The plaintiff in the case is James Martin, a Google shareholder who does not work at Google, and whose lawyers provided little detail about him. The lawsuit is a so-called shareholder derivative lawsuit, in which an individual that owns stock in a company sues a third party — in this case, Alphabet’s board and executives — on behalf of a corporation and its shareholders.
“We welcome today’s shareholder lawsuits, and are grateful to those who brought them,” read a statement from the organizers of the Google walkout, adding that changes have to go beyond fiduciary duties to address structural cultural problems at the company.
“We have all the evidence we need that Google’s leadership does not have our best interests at heart,” the statement continued. “We need to change the way the system works, above and beyond addressing the wrongs of those who work within the system.”

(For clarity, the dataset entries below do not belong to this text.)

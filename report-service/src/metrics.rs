use std::sync::LazyLock;

use prometheus::{Encoder, IntCounterVec, Opts, TextEncoder};
use tracing::error;

pub static REPORT_REQUESTS: LazyLock<IntCounterVec> = LazyLock::new(|| {
    let counter = IntCounterVec::new(
        Opts::new("report_requests_total", "Report generation requests by outcome"),
        &["outcome"],
    )
    .expect("static metric options are valid");
    if let Err(e) = prometheus::register(Box::new(counter.clone())) {
        error!("Failed to register report metrics: {}", e);
    }
    counter
});

pub fn record_outcome(outcome: &str) {
    REPORT_REQUESTS.with_label_values(&[outcome]).inc();
}

/// Text exposition of the default registry.
pub fn render() -> (Vec<u8>, String) {
    let encoder = TextEncoder::new();
    let metric_families = prometheus::gather();
    let mut buffer = vec![];
    if let Err(e) = encoder.encode(&metric_families, &mut buffer) {
        error!("Failed to encode metrics: {}", e);
    }
    (buffer, encoder.format_type().to_string())
}
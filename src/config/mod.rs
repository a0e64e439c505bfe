//! Run file loading, parsing, and validation.
//!
//! - Schema definitions in [`schema`]
//! - File discovery and loading in [`loader`]
//! - Validation in [`validator`]
//! - `key=value;` property bags in [`properties`]
//!
//! # Example
//!
//! ```
//! use steprunner::config::{load_config, Properties};
//! use tempfile::TempDir;
//! use std::fs;
//!
//! let temp = TempDir::new().unwrap();
//! fs::write(
//!     temp.path().join("steps.yml"),
//!     "settings:\n  properties: \"Configuration=Release;\"\nsteps:\n  - path: build.sh\n",
//! )
//! .unwrap();
//!
//! let config = load_config(temp.path(), None).unwrap();
//! assert_eq!(config.steps.len(), 1);
//! assert_eq!(config.settings.properties, Properties::parse("Configuration=Release"));
//! ```

pub mod loader;
pub mod properties;
pub mod schema;
pub mod validator;

pub use loader::{find_config, load_config, load_config_file, parse_config, DEFAULT_CONFIG_NAMES};
pub use properties::Properties;
pub use schema::{HookConfig, MetadataEntry, RunnerConfig, Settings, StepConfig};
pub use validator::{validate, validate_config, ValidationError};
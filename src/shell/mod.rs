//! Shell command execution.

pub mod command;
pub mod platform;

pub use command::{execute, CommandOptions, CommandResult};
pub use platform::{detect_shell, is_ci, quote_path, script_interpreter, shell_flag};
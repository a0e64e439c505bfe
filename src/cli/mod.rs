//! Command-line interface for steprunner.
//!
//! - [`args`] - Argument definitions using clap derive macros
//! - [`commands`] - Command implementations

pub mod args;
pub mod commands;

pub use args::{Cli, Commands, ListArgs, PlanArgs, RunArgs};
pub use commands::{Command, CommandDispatcher, CommandResult, EXIT_NO_CONFIG};
//! Library integration tests.

use steprunner::StepRunnerError;

#[test]
fn error_types_are_public() {
    let err = StepRunnerError::DuplicateStep {
        step: "build.sh".into(),
    };
    assert!(err.to_string().contains("build.sh"));
}

#[test]
fn result_type_alias_is_public() {
    fn test_fn() -> steprunner::Result<()> {
        Ok(())
    }
    assert!(test_fn().is_ok());
}

#[test]
fn cli_types_are_public() {
    use clap::Parser;
    use steprunner::cli::{Cli, Commands};

    let cli = Cli::parse_from(["steprunner", "plan", "--json"]);

    if let Some(Commands::Plan(args)) = cli.command {
        assert!(args.json);
    } else {
        panic!("Expected Plan command");
    }
}

#[test]
fn ui_types_are_public() {
    use steprunner::ui::{MockUI, OutputMode, UserInterface};

    let mut ui = MockUI::with_mode(OutputMode::Verbose);
    ui.detail("resolved");
    assert!(ui.has_detail("resolved"));
}
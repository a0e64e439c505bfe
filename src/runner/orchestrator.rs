//! Step orchestration.
//!
//! [`StepOrchestrator`] walks a resolved order and, for every eligible step,
//! runs global pre-steps, local pre-steps, the step, local post-steps and
//! global post-steps. [`RunPolicy`] decides whether a hook failure is an
//! error or a warning and whether any failure ends the run. When an
//! error-level failure was logged, the configured failure steps run once.

use std::collections::HashMap;
use std::time::Instant;

use tracing::{debug, info, warn};

use crate::config::{HookConfig, Properties, RunnerConfig, Settings};
use crate::error::StepRunnerError;
use crate::steps::{MetadataTable, StepDescriptor, StepDisplay, StepInvoker};
use crate::ui::UserInterface;

use super::dependency::resolve_order;
use super::filter::GroupFilter;
use super::report::{RunReport, StepOutcome, StepStatus};

/// Failure policy for a run.
#[derive(Debug, Clone, Copy, PartialEq, Eq)]
pub struct RunPolicy {
    /// Abort when a primary step fails.
    pub stop_on_first_failure: bool,
    /// Abort when a pre-step fails.
    pub stop_on_pre_step_failure: bool,
    /// Abort when a post-step fails.
    pub stop_on_post_step_failure: bool,
    /// Pre-step failures are errors rather than warnings.
    pub fail_on_pre_step_failure: bool,
    /// Post-step failures are errors rather than warnings.
    pub fail_on_post_step_failure: bool,
}

impl Default for RunPolicy {
    fn default() -> Self {
        Self::from(&Settings::default())
    }
}

impl From<&Settings> for RunPolicy {
    fn from(settings: &Settings) -> Self {
        Self {
            stop_on_first_failure: settings.stop_on_first_failure,
            stop_on_pre_step_failure: settings.stop_on_pre_step_failure,
            stop_on_post_step_failure: settings.stop_on_post_step_failure,
            fail_on_pre_step_failure: settings.fail_on_pre_step_failure,
            fail_on_post_step_failure: settings.fail_on_post_step_failure,
        }
    }
}

/// Everything a run needs.
#[derive(Debug, Clone, Default)]
pub struct RunConfig {
    /// Primary steps, in declaration order.
    pub steps: Vec<StepDescriptor>,
    /// Display metadata.
    pub metadata: MetadataTable,
    /// Which steps are eligible.
    pub filter: GroupFilter,
    /// Hooks run before every primary step.
    pub pre_steps: Vec<StepDescriptor>,
    /// Hooks run after every primary step.
    pub post_steps: Vec<StepDescriptor>,
    /// Steps run once if the run fails.
    pub failure_steps: Vec<StepDescriptor>,
    /// Properties passed to every invocation.
    pub properties: Properties,
    /// Failure policy.
    pub policy: RunPolicy,
}

impl RunConfig {
    /// A run over these steps with default policy and no hooks.
    pub fn new(steps: Vec<StepDescriptor>) -> Self {
        Self {
            steps,
            ..Default::default()
        }
    }

    /// Build a run from a loaded configuration file.
    pub fn from_config(config: &RunnerConfig) -> Self {
        Self {
            steps: config.steps.iter().map(StepDescriptor::from_config).collect(),
            metadata: MetadataTable::from_entries(&config.metadata),
            filter: GroupFilter::new(&config.settings.groups),
            pre_steps: hook_descriptors(&config.pre_steps),
            post_steps: hook_descriptors(&config.post_steps),
            failure_steps: hook_descriptors(&config.failure_steps),
            properties: config.settings.properties.clone(),
            policy: RunPolicy::from(&config.settings),
        }
    }

    pub fn with_filter(mut self, filter: GroupFilter) -> Self {
        self.filter = filter;
        self
    }

    pub fn with_policy(mut self, policy: RunPolicy) -> Self {
        self.policy = policy;
        self
    }

    pub fn with_properties(mut self, properties: Properties) -> Self {
        self.properties = properties;
        self
    }

    pub fn with_pre_step(mut self, hook: StepDescriptor) -> Self {
        self.pre_steps.push(hook);
        self
    }

    pub fn with_post_step(mut self, hook: StepDescriptor) -> Self {
        self.post_steps.push(hook);
        self
    }

    pub fn with_failure_step(mut self, step: StepDescriptor) -> Self {
        self.failure_steps.push(step);
        self
    }

    pub fn with_metadata(mut self, metadata: MetadataTable) -> Self {
        self.metadata = metadata;
        self
    }
}

#[derive(Debug, Clone, Copy, PartialEq, Eq)]
enum HookPhase {
    Pre,
    Post,
}

impl HookPhase {
    fn label(self) -> &'static str {
        match self {
            HookPhase::Pre => "Pre-step",
            HookPhase::Post => "Post-step",
        }
    }
}

/// Running totals owned by the run loop.
#[derive(Debug, Default)]
struct RunState {
    errors: usize,
    warnings: usize,
    failed: bool,
    aborted: bool,
}

/// Drives a run against an invoker, reporting to a UI.
pub struct StepOrchestrator<'a> {
    invoker: &'a mut dyn StepInvoker,
    ui: &'a mut dyn UserInterface,
}

impl<'a> StepOrchestrator<'a> {
    /// Create an orchestrator.
    pub fn new(invoker: &'a mut dyn StepInvoker, ui: &'a mut dyn UserInterface) -> Self {
        Self { invoker, ui }
    }

    /// Run every eligible step and return the report.
    ///
    /// Never returns an error: resolution problems and step failures are
    /// reported through the UI and reflected in [`RunReport::success`].
    pub fn run(&mut self, config: &RunConfig) -> RunReport {
        let start = Instant::now();
        let mut report = RunReport::default();

        let plan = match resolve_order(&config.steps) {
            Ok(plan) => plan,
            Err(e) => {
                warn!("Could not resolve step order: {}", e);
                self.ui.error(&e.to_string());
                report.resolution_error = Some(e.to_string());
                report.errors = 1;
                report.duration = start.elapsed();
                return report;
            }
        };

        debug!("Resolved order: {}", plan.order().join(", "));
        self.ui
            .detail(&format!("Execution order: {}", plan.order().join(", ")));

        let by_identity: HashMap<&str, &StepDescriptor> = config
            .steps
            .iter()
            .map(|s| (s.identity.as_str(), s))
            .collect();

        let mut state = RunState::default();

        for identity in plan.order() {
            let Some(step) = by_identity.get(identity.as_str()).copied() else {
                continue;
            };
            let display = config.metadata.describe(step);

            if !config.filter.matches(step) {
                debug!(step = %step.identity, "Skipping, not in groups {}", config.filter);
                self.ui.detail(&format!(
                    "Skipping {} (not in groups {})",
                    display.name, config.filter
                ));
                report.steps.push(outcome(step, &display, StepStatus::Skipped));
                continue;
            }

            if state.aborted {
                report.steps.push(outcome(step, &display, StepStatus::Aborted));
                continue;
            }

            let result = self.run_step(step, &display, config, &mut state);
            report.steps.push(result);
        }

        if state.errors > 0 && !config.failure_steps.is_empty() {
            report.failure_steps_ran = self.run_failure_steps(config, &mut state);
        }

        report.success = !state.failed;
        report.aborted = state.aborted;
        report.errors = state.errors;
        report.warnings = state.warnings;
        report.duration = start.elapsed();

        info!(
            success = report.success,
            errors = report.errors,
            warnings = report.warnings,
            "Run finished"
        );
        report
    }

    fn run_step(
        &mut self,
        step: &StepDescriptor,
        display: &StepDisplay,
        config: &RunConfig,
        state: &mut RunState,
    ) -> StepOutcome {
        let start = Instant::now();
        let mut result = outcome(step, display, StepStatus::Completed);
        let context = step_context(step, display);

        let pre = config.pre_steps.iter().chain(&step.local_pre_steps);
        self.run_hooks(HookPhase::Pre, pre, display, &context, config, state, &mut result);
        if state.aborted {
            result.status = StepStatus::Aborted;
            result.duration = start.elapsed();
            return result;
        }

        self.ui.message(&format!("Running {}", display.name));
        let properties = config.properties.merged(&step.properties);
        debug!(step = %step.identity, properties = %properties, "Invoking step");

        match self.invoker.invoke(step, &properties) {
            Ok(()) => {
                self.ui.success(&display.name);
            }
            Err(e) => {
                let reason = failure_reason(&e);
                self.ui
                    .error(&format!("Step '{}' failed: {}", display.name, reason));
                state.errors += 1;
                state.failed = true;
                result.status = StepStatus::Failed;
                result.error = Some(reason);

                if config.policy.stop_on_first_failure {
                    state.aborted = true;
                    result.duration = start.elapsed();
                    return result;
                }
            }
        }

        let post = step.local_post_steps.iter().chain(&config.post_steps);
        self.run_hooks(HookPhase::Post, post, display, &context, config, state, &mut result);

        result.duration = start.elapsed();
        result
    }

    #[allow(clippy::too_many_arguments)]
    fn run_hooks<'h>(
        &mut self,
        phase: HookPhase,
        hooks: impl Iterator<Item = &'h StepDescriptor>,
        display: &StepDisplay,
        context: &Properties,
        config: &RunConfig,
        state: &mut RunState,
        result: &mut StepOutcome,
    ) {
        let (is_error, stop) = match phase {
            HookPhase::Pre => (
                config.policy.fail_on_pre_step_failure,
                config.policy.stop_on_pre_step_failure,
            ),
            HookPhase::Post => (
                config.policy.fail_on_post_step_failure,
                config.policy.stop_on_post_step_failure,
            ),
        };

        for hook in hooks {
            let properties = config
                .properties
                .merged(context)
                .merged(&hook.properties);
            let step_id = &display.id;
            debug!(hook = %hook.identity, step = %step_id, "Invoking {}", phase.label());

            let Err(e) = self.invoker.invoke(hook, &properties) else {
                continue;
            };

            let msg = format!(
                "{} '{}' for '{}' failed: {}",
                phase.label(),
                hook.identity,
                display.name,
                failure_reason(&e)
            );
            if is_error {
                self.ui.error(&msg);
                state.errors += 1;
                state.failed = true;
            } else {
                self.ui.warning(&msg);
                state.warnings += 1;
            }
            result.failed_hooks.push(hook.identity.clone());

            if stop {
                state.failed = true;
                state.aborted = true;
                return;
            }
        }
    }

    /// Returns whether any failure step was invoked.
    fn run_failure_steps(&mut self, config: &RunConfig, state: &mut RunState) -> bool {
        self.ui.message("Running failure steps");
        let mut ran = false;

        for step in &config.failure_steps {
            let display = config.metadata.describe(step);
            if !config.filter.matches(step) {
                self.ui.detail(&format!(
                    "Skipping failure step {} (not in groups {})",
                    display.name, config.filter
                ));
                continue;
            }

            ran = true;
            let properties = config.properties.merged(&step.properties);
            if let Err(e) = self.invoker.invoke(step, &properties) {
                self.ui.error(&format!(
                    "Failure step '{}' failed: {}",
                    display.name,
                    failure_reason(&e)
                ));
                state.errors += 1;
                if config.policy.stop_on_first_failure {
                    break;
                }
            }
        }

        ran
    }
}

/// The failure text without a repeated step prefix.
fn failure_reason(error: &StepRunnerError) -> String {
    match error {
        StepRunnerError::StepExecutionError { message, .. } => message.clone(),
        other => other.to_string(),
    }
}

fn hook_descriptors(hooks: &[HookConfig]) -> Vec<StepDescriptor> {
    hooks
        .iter()
        .map(|h| StepDescriptor::from_config(&h.to_step_config()))
        .collect()
}

fn outcome(step: &StepDescriptor, display: &StepDisplay, status: StepStatus) -> StepOutcome {
    StepOutcome {
        identity: step.identity.clone(),
        name: display.name.clone(),
        status,
        failed_hooks: Vec::new(),
        error: None,
        duration: Default::default(),
    }
}

/// Properties describing the primary step, handed to its hooks.
fn step_context(step: &StepDescriptor, display: &StepDisplay) -> Properties {
    let mut context = Properties::new();
    context.insert("StepId", display.id.clone());
    context.insert("StepName", display.name.clone());
    context.insert("StepPath", step.path.clone());
    if let Some(description) = &display.description {
        context.insert("StepDescription", description.clone());
    }
    context
}
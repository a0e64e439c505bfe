//! Error types for steprunner operations.
//!
//! This module defines [`StepRunnerError`], the primary error type used
//! throughout the crate, and a [`Result`] type alias for convenience.
//!
//! # Error Handling Strategy
//!
//! - Resolution and configuration problems get distinct variants so callers
//!   can tell "bad input" apart from "a step failed"
//! - Use `anyhow::Error` (via `StepRunnerError::Other`) for unexpected errors
//! - The orchestrator never lets these escape a run; they become log
//!   messages and a failed verdict

use std::path::PathBuf;
use thiserror::Error;

/// Core error type for steprunner operations.
#[derive(Debug, Error)]
pub enum StepRunnerError {
    /// Configuration file not found at expected location.
    #[error("Configuration not found: {path}")]
    ConfigNotFound { path: PathBuf },

    /// Failed to parse configuration file.
    #[error("Failed to parse config at {path}: {message}")]
    ConfigParseError { path: PathBuf, message: String },

    /// Invalid configuration structure or values.
    #[error("Invalid configuration: {message}")]
    ConfigValidationError { message: String },

    /// Two steps in one run share an identity.
    #[error("Duplicate step '{step}'")]
    DuplicateStep { step: String },

    /// An ordering constraint names a step that is not part of the run.
    #[error("Step '{step}' references unknown step dependency '{dependency}'")]
    UnknownDependency { step: String, dependency: String },

    /// Ordering constraints form a cycle or contradict each other.
    #[error("Cyclic or unsatisfiable dependency: {cycle}")]
    CircularDependency { cycle: String },

    /// The script a step points at does not exist.
    #[error("Step file not found: {path}")]
    StepNotFound { path: PathBuf },

    /// Step execution failed.
    #[error("Step '{step}' failed: {message}")]
    StepExecutionError { step: String, message: String },

    /// Shell command failed.
    #[error("Command failed with exit code {code:?}: {command}")]
    CommandFailed { command: String, code: Option<i32> },

    /// IO error wrapper.
    #[error("IO error: {0}")]
    Io(#[from] std::io::Error),

    /// Generic wrapped error for anyhow interop.
    #[error(transparent)]
    Other(#[from] anyhow::Error),
}

impl StepRunnerError {
    /// Whether this error comes from ordering resolution.
    pub fn is_resolution_error(&self) -> bool {
        matches!(
            self,
            Self::DuplicateStep { .. }
                | Self::UnknownDependency { .. }
                | Self::CircularDependency { .. }
        )
    }
}

/// Result type alias for steprunner operations.
pub type Result<T> = std::result::Result<T, StepRunnerError>;
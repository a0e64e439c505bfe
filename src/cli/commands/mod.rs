//! CLI command implementations.
//!
//! Each command implements the [`Command`] trait and is routed by
//! [`CommandDispatcher`]. `run` is the default when no subcommand is given.

pub mod dispatcher;
pub mod list;
pub mod plan;
pub mod run;

pub use dispatcher::{Command, CommandDispatcher, CommandResult, EXIT_NO_CONFIG};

Google has been under close scrutiny for its handling of sexual harassment cases since last year, when a report from the New York Times revealed the company paid and shielded Rubin when he voluntarily departed in October 2014. In November, Google employees from around the world walked out to protest the company’s actions. Shortly thereafter, Google announced that it would end forced arbitration — a policy that shielded the company from workers airing their grievances in open court — but it said nothing about discrimination, wage and hour disputes, or other types of employee claims.
This story has been updated with a statement from Ellen Winick Stross, a lawyer for Andy Rubin.